INVESTIGADORES
BELTRAN GONZALEZ Andrea Natalia
congresos y reuniones científicas
Título:
GABAA receptor modulation by ketone bodies
Autor/es:
PARLATO MI; DI MARTINO T; LÓPEZ PAZOS, MANUEL I; DEL VAS M; BELTRÁN GONZÁLEZ ANDREA; CALVO DJ
Reunión:
Congreso; Reunión Anual de las Sociedades de Biociencias SAIC SAI SAFIS 2020; 2020
Institución organizadora:
SAIC SAI SAFIS
Resumen:
Ketone bodies are produced from the β-oxidation of fatty acids during ketogenesis. In humans, acetyl-CoA is the end product of fatty acid catabolism. Three types of ketone bodies can be synthesized from acetyl-CoA: acetone, β-hydroxybutyrate and acetoacetate. Ketogenesis is increased under conditions of low glucose (eg, fasting), low insulin or excessive alcohol consumption. This increase also occurs during certain diets, with low carbohydrate and high fat consumption, indicated to reduce the probability of seizures in epileptic patients or to alleviate the alcohol withdrawal syndrome. Additional beneficial effects of ketogenic diets have been described in models of Alzheimer´s disease and amyotrophic lateral sclerosis. The actions of ketone bodies on neurotransmission have been poorly explored and the mechanisms responsible for the therapeutic benefits of ketogenic diets remain under study.Recently Pflanz et al. (2019) studied for the first time the effects of ketone bodies on ligand-activated ion channels and described acetone as a positive modulator and β-hydroxybutyrate as a negative modulator of GABAAα1β2γ2 receptors. In this context, we studied the modulatory effects of ketone bodies on GABAergic neurotransmission, evaluating the sensitivity of different subtypes of GABAA phasic and tonic receptors.
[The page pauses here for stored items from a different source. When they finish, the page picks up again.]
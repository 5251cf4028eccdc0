//! The single peripheral connection.

use std::sync::atomic::{AtomicU64, Ordering};
use std::sync::Mutex;
use std::time::Duration;

use tracing::{debug, info, warn};

use crate::async_util::{Abort, Notifier, NotifierReceiver};
use crate::bridge::{unexpected_reply, Call, CallError, Dispatcher, Reply, RequestId};
use crate::error::{ErrorKind, FailureReason};
use crate::gatt::GattSession;
use crate::util::{defer, lock};
use crate::{Error, PeripheralId, Result};

/// Where the connection manager stands.
#[derive(Debug, Clone, Copy, PartialEq, Eq, Hash)]
pub enum ConnectionState {
    /// No link and no attempt
    Disconnected,
    /// A connect attempt is waiting for the platform
    Connecting,
    /// A link is established and GATT requests are accepted
    Connected,
    /// A disconnect is waiting for the platform
    Disconnecting,
}

/// Why a connection ended.
#[derive(Debug, Clone, Copy, PartialEq, Eq, Hash)]
pub enum DisconnectCause {
    /// [`disconnect`][crate::CentralSession::disconnect] was called
    Requested,
    /// The link dropped on its own
    LinkLost,
    /// The Bluetooth adapter was switched off
    AdapterOff,
    /// The session was shut down
    Shutdown,
}

/// Connection lifecycle notifications. Every `Disconnected` follows a `Connected` for the same peripheral.
#[derive(Debug, Clone, PartialEq, Eq)]
pub enum ConnectionEvent {
    /// A link was established
    Connected(PeripheralId),
    /// An established link ended
    Disconnected {
        /// The peripheral that was connected
        id: PeripheralId,
        /// Why the link ended
        cause: DisconnectCause,
    },
}

#[derive(Debug)]
enum Link {
    Disconnected,
    Connecting {
        peripheral: PeripheralId,
        epoch: u64,
        request: RequestId,
    },
    Connected {
        peripheral: PeripheralId,
        epoch: u64,
    },
    Disconnecting {
        peripheral: PeripheralId,
        was_connected: bool,
    },
}

impl Link {
    fn state(&self) -> ConnectionState {
        match self {
            Link::Disconnected => ConnectionState::Disconnected,
            Link::Connecting { .. } => ConnectionState::Connecting,
            Link::Connected { .. } => ConnectionState::Connected,
            Link::Disconnecting { .. } => ConnectionState::Disconnecting,
        }
    }
}

const EVENT_CAPACITY: usize = 16;

pub(crate) struct ConnectionManager {
    link: Mutex<Link>,
    next_epoch: AtomicU64,
    teardown: async_lock::Mutex<()>,
    events: Notifier<ConnectionEvent>,
}

impl ConnectionManager {
    pub fn new() -> Self {
        ConnectionManager {
            link: Mutex::new(Link::Disconnected),
            next_epoch: AtomicU64::new(1),
            teardown: async_lock::Mutex::new(()),
            events: Notifier::new(EVENT_CAPACITY),
        }
    }

    pub fn state(&self) -> ConnectionState {
        lock(&self.link).state()
    }

    pub fn connected_peripheral(&self) -> Option<PeripheralId> {
        match &*lock(&self.link) {
            Link::Connected { peripheral, .. } => Some(peripheral.clone()),
            _ => None,
        }
    }

    pub fn events(&self) -> NotifierReceiver<ConnectionEvent> {
        self.events.subscribe()
    }

    pub async fn connect(
        &self,
        dispatcher: &Dispatcher,
        gatt: &GattSession,
        peripheral: PeripheralId,
        timeout: Duration,
    ) -> Result<()> {
        let reply = dispatcher
            .register()
            .map_err(|err| err.into_error(ErrorKind::ConnectionFailed))?;

        let epoch = {
            let mut link = lock(&self.link);
            if !matches!(*link, Link::Disconnected) {
                return Err(Error::new(
                    ErrorKind::ConnectionBusy,
                    None,
                    format!("connection manager is {:?}", link.state()),
                ));
            }
            let epoch = self.next_epoch.fetch_add(1, Ordering::Relaxed);
            *link = Link::Connecting {
                peripheral: peripheral.clone(),
                epoch,
                request: reply.id(),
            };
            epoch
        };
        info!("connecting to {peripheral} (session {epoch})");

        let rollback = defer(|| {
            if self.reset_attempt(epoch) {
                warn!("connect to {peripheral} abandoned");
                dispatcher.send_and_forget(Call::Disconnect);
            }
        });

        let outcome = match dispatcher.dispatch(
            &reply,
            Call::Connect {
                peripheral: peripheral.clone(),
            },
        ) {
            Ok(()) => dispatcher.finish(reply, timeout).await,
            Err(err) => Err(err),
        };
        rollback.defuse();

        match outcome {
            Ok(Reply::Done) => {
                let mut link = lock(&self.link);
                match &*link {
                    Link::Connecting { epoch: current, .. } if *current == epoch => (),
                    // a disconnect took over after the platform answered
                    _ => return Err(ErrorKind::ConnectionFailed(FailureReason::Cancelled).into()),
                }
                *link = Link::Connected {
                    peripheral: peripheral.clone(),
                    epoch,
                };
                gatt.open(epoch);
                self.events.notify(ConnectionEvent::Connected(peripheral.clone()));
                info!("connected to {peripheral}");
                Ok(())
            }
            Ok(reply) => {
                self.reset_attempt(epoch);
                Err(unexpected_reply("connect", &reply))
            }
            Err(CallError::Timeout) => {
                if self.reset_attempt(epoch) {
                    warn!("connect to {peripheral} timed out");
                    dispatcher.send_and_forget(Call::Disconnect);
                }
                Err(ErrorKind::ConnectionFailed(FailureReason::Timeout).into())
            }
            Err(err) => {
                self.reset_attempt(epoch);
                let err = err.into_error(ErrorKind::ConnectionFailed);
                warn!("connect to {peripheral} failed: {err}");
                Err(err)
            }
        }
    }

    /// Returns the manager to `Disconnected` if attempt `epoch` is still the one connecting.
    fn reset_attempt(&self, epoch: u64) -> bool {
        let mut link = lock(&self.link);
        match &*link {
            Link::Connecting { epoch: current, .. } if *current == epoch => {
                *link = Link::Disconnected;
                true
            }
            _ => false,
        }
    }

    pub async fn disconnect(&self, dispatcher: &Dispatcher, gatt: &GattSession, timeout: Duration) -> Result<()> {
        let _teardown = self.teardown.lock().await;

        let peripheral = {
            let mut link = lock(&self.link);
            match std::mem::replace(&mut *link, Link::Disconnected) {
                Link::Disconnected => {
                    debug!("already disconnected");
                    return Ok(());
                }
                Link::Connecting { peripheral, request, .. } => {
                    dispatcher.pending().abort(request, Abort::Cancelled);
                    *link = Link::Disconnecting {
                        peripheral: peripheral.clone(),
                        was_connected: false,
                    };
                    peripheral
                }
                Link::Connected { peripheral, .. } => {
                    gatt.invalidate(dispatcher);
                    *link = Link::Disconnecting {
                        peripheral: peripheral.clone(),
                        was_connected: true,
                    };
                    peripheral
                }
                Link::Disconnecting { peripheral, was_connected } => {
                    *link = Link::Disconnecting {
                        peripheral: peripheral.clone(),
                        was_connected,
                    };
                    peripheral
                }
            }
        };
        info!("disconnecting from {peripheral}");

        // Disconnected is reached even if this future is dropped
        let _finish = defer(|| self.finish_disconnect(DisconnectCause::Requested));

        match dispatcher.call(Call::Disconnect, timeout).await {
            Ok(Reply::Done) => (),
            Ok(reply) => debug!("unexpected reply to disconnect: {reply:?}"),
            Err(err) => debug!("treating failed disconnect as done: {err:?}"),
        }
        Ok(())
    }

    fn finish_disconnect(&self, cause: DisconnectCause) {
        let mut link = lock(&self.link);
        let Link::Disconnecting { peripheral, was_connected } = &*link else {
            return;
        };
        let (peripheral, was_connected) = (peripheral.clone(), *was_connected);
        *link = Link::Disconnected;
        info!("disconnected from {peripheral}");
        if was_connected {
            self.events.notify(ConnectionEvent::Disconnected { id: peripheral, cause });
        }
    }

    /// Tears the link down without asking the platform, which already considers it gone. With `peripheral` set,
    /// only a link to that peripheral is affected.
    pub fn drop_link(
        &self,
        dispatcher: &Dispatcher,
        gatt: &GattSession,
        peripheral: Option<&PeripheralId>,
        cause: DisconnectCause,
    ) {
        let mut link = lock(&self.link);
        let affected = match &*link {
            Link::Connecting { peripheral: p, .. } | Link::Connected { peripheral: p, .. } => {
                peripheral.map_or(true, |id| id == p)
            }
            Link::Disconnected | Link::Disconnecting { .. } => false,
        };
        if !affected {
            debug!("ignoring {cause:?} for {peripheral:?} in {:?}", link.state());
            return;
        }

        match std::mem::replace(&mut *link, Link::Disconnected) {
            Link::Connecting { peripheral, request, .. } => {
                warn!("{cause:?} while connecting to {peripheral}");
                let abort = match cause {
                    DisconnectCause::Shutdown => Abort::Detached,
                    DisconnectCause::Requested => Abort::Cancelled,
                    DisconnectCause::LinkLost | DisconnectCause::AdapterOff => Abort::LinkLost,
                };
                dispatcher.pending().abort(request, abort);
            }
            Link::Connected { peripheral, .. } => {
                warn!("{cause:?}: link to {peripheral} gone");
                gatt.invalidate(dispatcher);
                self.events.notify(ConnectionEvent::Disconnected { id: peripheral, cause });
            }
            other => *link = other,
        }
    }

    /// Ends every connection event stream.
    pub fn close(&self) {
        self.events.close();
    }
}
Human GABAAρ1, GABAAα1β2, GABAAα5β3 y GABAAα4β3δ were expressed in Xenopus laevis oocytes and chloride currents were recorded by two-electrode voltage-clamp. Results with acetone (100 to 300 mM) showed inhibitory effects on GABAAρ1 and potentiating effects on GABAAα1β2, GABAAα5β3 and GABAAα4β3δ responses (~EC10). Acetone effects on oocytes baseline were controlled in every experiment. Further experiments will be carried out to characterize acetone modulation and evaluate β-hydroxybutyrate effects on these receptors.